Stored data entries:
-*-*-

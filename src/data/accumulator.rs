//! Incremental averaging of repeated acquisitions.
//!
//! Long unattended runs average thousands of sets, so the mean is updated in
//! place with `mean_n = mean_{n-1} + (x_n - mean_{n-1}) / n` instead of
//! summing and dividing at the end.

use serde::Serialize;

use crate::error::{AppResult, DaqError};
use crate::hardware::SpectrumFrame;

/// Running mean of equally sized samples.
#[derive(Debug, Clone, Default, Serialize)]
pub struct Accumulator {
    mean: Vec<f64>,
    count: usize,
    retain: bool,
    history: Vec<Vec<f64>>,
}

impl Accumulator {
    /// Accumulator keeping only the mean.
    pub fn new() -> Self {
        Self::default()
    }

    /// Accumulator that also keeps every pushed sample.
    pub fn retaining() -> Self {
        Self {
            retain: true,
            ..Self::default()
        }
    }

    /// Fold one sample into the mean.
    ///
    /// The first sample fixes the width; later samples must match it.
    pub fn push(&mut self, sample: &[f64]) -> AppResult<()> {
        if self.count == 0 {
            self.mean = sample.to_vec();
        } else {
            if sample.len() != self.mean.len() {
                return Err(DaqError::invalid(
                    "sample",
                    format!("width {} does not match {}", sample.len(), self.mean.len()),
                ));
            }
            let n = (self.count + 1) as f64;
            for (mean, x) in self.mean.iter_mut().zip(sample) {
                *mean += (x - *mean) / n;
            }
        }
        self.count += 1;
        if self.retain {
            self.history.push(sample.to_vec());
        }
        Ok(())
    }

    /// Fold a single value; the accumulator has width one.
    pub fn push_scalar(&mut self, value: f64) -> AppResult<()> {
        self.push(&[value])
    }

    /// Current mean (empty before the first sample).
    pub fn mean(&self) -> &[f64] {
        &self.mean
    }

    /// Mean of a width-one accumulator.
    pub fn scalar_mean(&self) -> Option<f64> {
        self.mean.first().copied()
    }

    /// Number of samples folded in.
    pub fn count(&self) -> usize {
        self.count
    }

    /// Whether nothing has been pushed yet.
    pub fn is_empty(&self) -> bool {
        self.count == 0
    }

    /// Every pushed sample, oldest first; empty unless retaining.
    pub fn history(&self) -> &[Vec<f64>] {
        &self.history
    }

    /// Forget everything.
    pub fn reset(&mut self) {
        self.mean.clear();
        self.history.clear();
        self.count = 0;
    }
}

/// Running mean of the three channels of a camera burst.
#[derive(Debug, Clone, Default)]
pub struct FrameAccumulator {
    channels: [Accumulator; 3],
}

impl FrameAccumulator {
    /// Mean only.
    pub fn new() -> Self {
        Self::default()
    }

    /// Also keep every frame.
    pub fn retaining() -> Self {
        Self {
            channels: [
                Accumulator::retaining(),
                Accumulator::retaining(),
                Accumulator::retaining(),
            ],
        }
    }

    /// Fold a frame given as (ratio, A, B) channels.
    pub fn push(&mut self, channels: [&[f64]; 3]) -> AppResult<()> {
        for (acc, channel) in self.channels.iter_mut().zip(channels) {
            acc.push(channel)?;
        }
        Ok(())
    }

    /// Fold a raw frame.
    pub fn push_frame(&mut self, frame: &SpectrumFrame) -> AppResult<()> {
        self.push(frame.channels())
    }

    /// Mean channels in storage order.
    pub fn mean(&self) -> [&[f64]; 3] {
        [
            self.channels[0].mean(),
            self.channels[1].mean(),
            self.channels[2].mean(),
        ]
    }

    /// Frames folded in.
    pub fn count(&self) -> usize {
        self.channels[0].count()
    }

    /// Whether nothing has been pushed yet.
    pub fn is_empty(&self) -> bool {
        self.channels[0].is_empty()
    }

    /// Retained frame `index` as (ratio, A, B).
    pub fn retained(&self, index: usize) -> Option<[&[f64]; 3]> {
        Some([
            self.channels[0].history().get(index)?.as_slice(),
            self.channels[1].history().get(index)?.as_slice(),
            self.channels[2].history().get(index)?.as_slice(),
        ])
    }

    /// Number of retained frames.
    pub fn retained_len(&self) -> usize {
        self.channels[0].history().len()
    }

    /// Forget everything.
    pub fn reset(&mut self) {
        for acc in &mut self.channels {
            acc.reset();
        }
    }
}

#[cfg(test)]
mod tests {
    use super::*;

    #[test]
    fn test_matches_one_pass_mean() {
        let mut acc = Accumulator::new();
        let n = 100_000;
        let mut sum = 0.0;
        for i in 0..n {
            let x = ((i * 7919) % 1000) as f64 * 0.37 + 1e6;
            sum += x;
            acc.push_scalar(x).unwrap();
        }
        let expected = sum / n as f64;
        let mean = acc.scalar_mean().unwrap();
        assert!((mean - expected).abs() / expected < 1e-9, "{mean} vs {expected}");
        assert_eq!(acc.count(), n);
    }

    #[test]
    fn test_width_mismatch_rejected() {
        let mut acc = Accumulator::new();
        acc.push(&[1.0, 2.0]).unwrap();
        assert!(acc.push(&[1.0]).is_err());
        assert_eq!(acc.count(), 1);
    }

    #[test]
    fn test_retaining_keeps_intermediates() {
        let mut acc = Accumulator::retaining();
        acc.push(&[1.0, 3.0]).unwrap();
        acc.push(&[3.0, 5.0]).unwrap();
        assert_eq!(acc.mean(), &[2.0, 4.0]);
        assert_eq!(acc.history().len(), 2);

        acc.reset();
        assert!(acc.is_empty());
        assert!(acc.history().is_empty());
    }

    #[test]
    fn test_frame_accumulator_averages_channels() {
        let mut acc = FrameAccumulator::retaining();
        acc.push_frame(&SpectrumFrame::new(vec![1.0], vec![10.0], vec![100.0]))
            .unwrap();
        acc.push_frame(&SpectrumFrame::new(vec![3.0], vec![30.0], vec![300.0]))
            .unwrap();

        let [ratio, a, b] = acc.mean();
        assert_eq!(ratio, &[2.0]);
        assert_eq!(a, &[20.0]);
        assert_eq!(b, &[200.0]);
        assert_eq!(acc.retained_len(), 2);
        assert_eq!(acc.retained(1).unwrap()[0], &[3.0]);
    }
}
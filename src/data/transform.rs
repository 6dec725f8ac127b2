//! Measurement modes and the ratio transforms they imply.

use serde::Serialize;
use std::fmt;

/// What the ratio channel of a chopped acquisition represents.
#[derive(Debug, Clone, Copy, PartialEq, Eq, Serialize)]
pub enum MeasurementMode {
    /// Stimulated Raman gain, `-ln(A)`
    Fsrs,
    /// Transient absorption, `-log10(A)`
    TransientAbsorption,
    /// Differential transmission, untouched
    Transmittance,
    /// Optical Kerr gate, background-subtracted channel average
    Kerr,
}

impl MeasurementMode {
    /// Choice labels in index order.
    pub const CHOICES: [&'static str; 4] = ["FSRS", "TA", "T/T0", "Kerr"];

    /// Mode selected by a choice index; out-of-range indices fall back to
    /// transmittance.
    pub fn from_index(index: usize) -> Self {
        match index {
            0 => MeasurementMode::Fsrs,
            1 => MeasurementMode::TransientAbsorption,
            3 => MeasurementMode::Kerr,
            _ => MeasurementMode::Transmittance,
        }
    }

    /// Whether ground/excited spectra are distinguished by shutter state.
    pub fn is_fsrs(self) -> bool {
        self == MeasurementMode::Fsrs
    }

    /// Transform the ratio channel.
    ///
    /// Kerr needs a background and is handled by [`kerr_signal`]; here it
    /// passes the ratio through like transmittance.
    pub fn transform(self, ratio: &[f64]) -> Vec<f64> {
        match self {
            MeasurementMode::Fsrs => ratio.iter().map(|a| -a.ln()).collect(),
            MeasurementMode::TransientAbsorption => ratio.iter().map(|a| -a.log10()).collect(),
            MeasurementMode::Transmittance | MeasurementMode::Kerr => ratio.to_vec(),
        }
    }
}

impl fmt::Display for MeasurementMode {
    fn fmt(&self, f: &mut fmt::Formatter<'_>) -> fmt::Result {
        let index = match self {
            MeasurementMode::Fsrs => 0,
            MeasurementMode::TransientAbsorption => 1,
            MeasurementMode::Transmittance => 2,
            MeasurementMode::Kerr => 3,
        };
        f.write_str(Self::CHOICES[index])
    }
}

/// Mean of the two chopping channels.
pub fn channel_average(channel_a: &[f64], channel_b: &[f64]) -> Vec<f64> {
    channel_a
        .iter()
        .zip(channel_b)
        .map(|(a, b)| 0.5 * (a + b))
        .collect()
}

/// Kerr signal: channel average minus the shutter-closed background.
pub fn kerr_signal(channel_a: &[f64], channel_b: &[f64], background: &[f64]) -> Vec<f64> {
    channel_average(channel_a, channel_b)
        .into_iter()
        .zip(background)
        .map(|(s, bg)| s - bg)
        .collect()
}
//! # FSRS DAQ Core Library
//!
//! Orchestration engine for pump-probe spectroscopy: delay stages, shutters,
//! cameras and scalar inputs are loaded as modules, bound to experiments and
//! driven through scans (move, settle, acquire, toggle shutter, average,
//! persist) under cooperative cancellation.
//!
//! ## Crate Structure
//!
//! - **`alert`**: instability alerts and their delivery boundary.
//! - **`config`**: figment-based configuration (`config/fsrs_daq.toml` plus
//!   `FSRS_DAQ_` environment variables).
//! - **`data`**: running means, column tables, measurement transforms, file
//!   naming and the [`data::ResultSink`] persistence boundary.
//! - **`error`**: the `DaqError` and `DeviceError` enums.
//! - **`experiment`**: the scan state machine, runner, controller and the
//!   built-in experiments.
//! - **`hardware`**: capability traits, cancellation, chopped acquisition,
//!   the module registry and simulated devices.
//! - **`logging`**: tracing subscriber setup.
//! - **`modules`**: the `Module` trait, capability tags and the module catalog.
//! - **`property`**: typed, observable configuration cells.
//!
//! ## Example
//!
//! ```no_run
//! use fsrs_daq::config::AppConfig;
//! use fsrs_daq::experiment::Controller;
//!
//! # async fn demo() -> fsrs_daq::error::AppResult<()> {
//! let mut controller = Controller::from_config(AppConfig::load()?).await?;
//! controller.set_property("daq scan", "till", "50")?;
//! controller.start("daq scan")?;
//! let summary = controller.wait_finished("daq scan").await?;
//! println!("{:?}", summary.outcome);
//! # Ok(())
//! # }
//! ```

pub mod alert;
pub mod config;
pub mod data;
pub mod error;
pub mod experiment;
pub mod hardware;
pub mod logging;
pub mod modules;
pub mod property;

-*-*-

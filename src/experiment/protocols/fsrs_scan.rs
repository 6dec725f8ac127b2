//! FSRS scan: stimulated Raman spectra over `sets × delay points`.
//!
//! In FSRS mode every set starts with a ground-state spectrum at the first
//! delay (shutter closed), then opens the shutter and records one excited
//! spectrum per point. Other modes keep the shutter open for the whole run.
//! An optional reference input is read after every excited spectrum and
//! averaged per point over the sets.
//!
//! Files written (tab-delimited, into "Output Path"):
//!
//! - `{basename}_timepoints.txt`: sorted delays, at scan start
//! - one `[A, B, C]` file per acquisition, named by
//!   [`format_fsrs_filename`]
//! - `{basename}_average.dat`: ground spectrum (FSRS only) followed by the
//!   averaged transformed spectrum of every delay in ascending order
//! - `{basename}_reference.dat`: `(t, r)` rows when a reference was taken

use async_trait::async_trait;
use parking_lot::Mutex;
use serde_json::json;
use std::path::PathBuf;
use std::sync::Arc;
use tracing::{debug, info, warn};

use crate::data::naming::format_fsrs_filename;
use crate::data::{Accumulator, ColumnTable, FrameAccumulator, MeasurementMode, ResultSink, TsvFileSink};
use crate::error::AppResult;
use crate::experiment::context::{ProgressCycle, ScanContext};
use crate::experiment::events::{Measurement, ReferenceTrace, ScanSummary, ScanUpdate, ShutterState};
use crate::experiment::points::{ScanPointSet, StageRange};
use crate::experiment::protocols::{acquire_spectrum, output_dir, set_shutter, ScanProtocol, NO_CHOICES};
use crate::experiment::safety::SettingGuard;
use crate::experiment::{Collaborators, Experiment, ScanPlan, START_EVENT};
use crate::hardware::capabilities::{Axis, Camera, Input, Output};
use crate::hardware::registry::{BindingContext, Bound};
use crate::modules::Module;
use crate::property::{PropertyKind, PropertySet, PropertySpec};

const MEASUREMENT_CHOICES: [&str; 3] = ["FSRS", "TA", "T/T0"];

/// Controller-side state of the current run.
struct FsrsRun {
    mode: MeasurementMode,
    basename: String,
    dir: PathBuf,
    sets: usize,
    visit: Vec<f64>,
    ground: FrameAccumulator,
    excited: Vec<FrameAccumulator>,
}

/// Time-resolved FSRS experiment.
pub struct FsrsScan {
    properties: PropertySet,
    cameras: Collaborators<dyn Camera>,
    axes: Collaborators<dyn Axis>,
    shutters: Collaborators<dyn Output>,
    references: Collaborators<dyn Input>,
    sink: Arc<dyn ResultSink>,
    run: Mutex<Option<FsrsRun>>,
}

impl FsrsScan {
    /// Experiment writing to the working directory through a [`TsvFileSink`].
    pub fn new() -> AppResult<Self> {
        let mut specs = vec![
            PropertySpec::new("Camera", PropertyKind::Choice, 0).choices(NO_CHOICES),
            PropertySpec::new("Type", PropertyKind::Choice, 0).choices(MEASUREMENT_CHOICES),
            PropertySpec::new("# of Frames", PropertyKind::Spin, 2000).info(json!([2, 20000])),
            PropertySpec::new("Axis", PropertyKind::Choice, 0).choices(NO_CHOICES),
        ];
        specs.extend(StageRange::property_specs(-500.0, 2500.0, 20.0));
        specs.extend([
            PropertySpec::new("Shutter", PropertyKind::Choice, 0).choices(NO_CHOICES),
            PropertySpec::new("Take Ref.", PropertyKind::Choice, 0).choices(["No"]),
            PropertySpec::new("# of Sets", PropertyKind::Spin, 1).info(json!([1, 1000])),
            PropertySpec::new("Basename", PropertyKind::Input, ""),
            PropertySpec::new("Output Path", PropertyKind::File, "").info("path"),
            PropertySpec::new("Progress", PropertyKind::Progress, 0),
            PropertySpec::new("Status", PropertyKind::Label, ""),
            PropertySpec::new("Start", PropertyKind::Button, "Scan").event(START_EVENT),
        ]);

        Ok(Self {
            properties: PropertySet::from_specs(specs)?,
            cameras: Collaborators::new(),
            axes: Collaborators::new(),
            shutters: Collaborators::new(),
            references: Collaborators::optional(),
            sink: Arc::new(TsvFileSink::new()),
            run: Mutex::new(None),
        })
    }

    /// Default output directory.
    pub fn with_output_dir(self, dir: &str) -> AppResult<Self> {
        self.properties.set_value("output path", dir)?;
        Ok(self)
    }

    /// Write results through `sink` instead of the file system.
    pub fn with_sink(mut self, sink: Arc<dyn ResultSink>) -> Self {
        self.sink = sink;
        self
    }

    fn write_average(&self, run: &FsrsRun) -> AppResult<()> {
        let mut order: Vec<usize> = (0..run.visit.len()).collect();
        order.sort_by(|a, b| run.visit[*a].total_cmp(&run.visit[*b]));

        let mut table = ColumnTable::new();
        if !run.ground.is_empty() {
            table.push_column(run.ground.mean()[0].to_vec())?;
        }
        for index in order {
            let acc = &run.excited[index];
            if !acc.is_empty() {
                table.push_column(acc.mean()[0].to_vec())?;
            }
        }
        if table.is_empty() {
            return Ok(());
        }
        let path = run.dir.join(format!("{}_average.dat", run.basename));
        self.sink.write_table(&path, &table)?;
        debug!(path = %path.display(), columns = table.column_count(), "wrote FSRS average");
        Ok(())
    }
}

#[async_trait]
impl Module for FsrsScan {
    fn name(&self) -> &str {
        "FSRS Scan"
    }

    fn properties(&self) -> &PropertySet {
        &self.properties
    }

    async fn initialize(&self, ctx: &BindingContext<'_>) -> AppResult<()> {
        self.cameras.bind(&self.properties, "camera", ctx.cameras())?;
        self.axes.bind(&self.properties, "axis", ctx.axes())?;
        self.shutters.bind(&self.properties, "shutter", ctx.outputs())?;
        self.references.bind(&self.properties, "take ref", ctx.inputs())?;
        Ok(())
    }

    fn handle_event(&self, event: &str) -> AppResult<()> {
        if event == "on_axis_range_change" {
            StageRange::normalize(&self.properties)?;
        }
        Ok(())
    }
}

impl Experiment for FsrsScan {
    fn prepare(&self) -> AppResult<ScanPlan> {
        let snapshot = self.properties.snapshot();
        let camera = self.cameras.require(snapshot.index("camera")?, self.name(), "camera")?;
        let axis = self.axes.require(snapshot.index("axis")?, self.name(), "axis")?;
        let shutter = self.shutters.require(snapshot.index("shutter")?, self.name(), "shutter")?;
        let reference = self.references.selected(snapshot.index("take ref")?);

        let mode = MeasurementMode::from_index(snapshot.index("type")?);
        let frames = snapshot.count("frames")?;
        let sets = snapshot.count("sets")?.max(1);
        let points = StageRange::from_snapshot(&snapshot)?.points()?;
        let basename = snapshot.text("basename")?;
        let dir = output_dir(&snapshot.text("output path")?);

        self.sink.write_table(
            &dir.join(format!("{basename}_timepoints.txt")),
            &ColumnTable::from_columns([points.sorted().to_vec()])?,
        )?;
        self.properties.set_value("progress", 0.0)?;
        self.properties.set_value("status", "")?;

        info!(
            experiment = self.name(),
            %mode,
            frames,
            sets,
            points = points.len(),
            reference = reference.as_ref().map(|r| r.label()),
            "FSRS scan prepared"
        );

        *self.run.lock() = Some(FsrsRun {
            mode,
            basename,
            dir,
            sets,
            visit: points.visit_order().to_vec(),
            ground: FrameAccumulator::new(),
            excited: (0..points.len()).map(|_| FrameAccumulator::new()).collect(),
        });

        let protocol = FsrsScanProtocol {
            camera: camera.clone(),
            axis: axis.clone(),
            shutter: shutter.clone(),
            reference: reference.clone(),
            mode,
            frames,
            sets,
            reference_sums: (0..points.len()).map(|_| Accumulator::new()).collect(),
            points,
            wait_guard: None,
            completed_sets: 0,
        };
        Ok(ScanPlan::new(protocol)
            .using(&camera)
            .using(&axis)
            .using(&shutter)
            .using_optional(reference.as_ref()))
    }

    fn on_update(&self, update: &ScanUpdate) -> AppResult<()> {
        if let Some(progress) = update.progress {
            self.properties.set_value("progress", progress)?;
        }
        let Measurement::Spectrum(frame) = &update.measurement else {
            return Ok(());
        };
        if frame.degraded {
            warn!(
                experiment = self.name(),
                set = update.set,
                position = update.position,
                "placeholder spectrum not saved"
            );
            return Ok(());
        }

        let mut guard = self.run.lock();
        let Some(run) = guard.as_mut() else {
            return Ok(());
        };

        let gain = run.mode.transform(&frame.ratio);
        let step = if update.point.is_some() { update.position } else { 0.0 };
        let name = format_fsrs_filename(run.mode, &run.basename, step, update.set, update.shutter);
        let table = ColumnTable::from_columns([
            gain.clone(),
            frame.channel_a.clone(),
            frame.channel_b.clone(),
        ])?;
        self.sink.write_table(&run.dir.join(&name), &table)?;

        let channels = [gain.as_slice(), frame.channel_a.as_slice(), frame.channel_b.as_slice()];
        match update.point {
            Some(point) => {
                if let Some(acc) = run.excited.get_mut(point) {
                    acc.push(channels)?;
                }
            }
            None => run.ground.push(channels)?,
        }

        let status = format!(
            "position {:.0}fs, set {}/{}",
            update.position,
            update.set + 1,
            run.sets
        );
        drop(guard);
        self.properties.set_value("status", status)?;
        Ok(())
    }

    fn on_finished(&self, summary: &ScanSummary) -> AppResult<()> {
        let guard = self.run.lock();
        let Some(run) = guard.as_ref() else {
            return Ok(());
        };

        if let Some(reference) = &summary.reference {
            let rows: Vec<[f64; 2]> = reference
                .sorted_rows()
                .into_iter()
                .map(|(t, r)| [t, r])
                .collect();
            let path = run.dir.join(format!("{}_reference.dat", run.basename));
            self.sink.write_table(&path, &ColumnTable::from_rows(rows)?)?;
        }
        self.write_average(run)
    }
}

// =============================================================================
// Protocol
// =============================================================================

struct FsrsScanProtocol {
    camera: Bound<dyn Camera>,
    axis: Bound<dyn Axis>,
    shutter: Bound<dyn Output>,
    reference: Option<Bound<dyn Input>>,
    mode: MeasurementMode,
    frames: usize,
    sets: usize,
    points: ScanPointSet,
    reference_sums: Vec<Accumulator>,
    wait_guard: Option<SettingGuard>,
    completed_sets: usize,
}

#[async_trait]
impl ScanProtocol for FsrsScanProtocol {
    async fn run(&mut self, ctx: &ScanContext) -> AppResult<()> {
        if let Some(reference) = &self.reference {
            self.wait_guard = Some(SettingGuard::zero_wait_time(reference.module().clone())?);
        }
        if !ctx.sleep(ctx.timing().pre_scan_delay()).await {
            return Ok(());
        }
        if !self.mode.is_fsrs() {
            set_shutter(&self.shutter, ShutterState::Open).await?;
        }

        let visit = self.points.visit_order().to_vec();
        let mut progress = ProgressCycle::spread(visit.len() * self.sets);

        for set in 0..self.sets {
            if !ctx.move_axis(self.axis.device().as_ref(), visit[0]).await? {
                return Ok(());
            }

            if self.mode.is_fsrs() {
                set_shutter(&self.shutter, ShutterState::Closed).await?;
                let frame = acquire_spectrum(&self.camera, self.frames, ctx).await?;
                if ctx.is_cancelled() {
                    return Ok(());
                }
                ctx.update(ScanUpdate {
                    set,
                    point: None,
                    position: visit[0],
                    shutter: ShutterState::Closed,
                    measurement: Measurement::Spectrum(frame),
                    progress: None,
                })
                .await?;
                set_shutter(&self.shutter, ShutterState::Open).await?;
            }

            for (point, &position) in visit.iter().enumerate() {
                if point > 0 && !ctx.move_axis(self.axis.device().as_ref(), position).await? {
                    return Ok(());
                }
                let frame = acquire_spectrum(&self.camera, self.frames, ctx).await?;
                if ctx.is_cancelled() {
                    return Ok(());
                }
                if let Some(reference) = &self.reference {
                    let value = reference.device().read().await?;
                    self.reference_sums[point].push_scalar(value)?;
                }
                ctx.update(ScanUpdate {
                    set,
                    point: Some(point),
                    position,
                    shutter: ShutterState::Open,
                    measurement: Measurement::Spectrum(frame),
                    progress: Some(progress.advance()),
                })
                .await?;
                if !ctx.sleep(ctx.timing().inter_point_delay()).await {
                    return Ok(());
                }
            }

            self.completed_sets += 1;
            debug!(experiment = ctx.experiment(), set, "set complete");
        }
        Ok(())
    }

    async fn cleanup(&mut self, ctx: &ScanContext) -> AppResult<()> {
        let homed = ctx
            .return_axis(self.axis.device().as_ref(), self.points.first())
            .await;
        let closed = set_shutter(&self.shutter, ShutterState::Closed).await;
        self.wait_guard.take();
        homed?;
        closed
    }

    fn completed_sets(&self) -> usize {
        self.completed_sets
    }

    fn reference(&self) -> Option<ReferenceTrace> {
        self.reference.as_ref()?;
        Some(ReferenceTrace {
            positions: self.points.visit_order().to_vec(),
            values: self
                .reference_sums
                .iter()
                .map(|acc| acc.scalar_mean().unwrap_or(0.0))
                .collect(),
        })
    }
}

-*-*-

▶ Exercise:
Read the data above and pull out each line that holds the string "hardware".

▶ Result below:
use crate::hardware::SpectrumFrame;
//! - **`hardware`**: capability traits, cancellation, chopped acquisition,
pub mod hardware;
use crate::hardware::capabilities::{Axis, Camera, Input, Output};
use crate::hardware::registry::{BindingContext, Bound};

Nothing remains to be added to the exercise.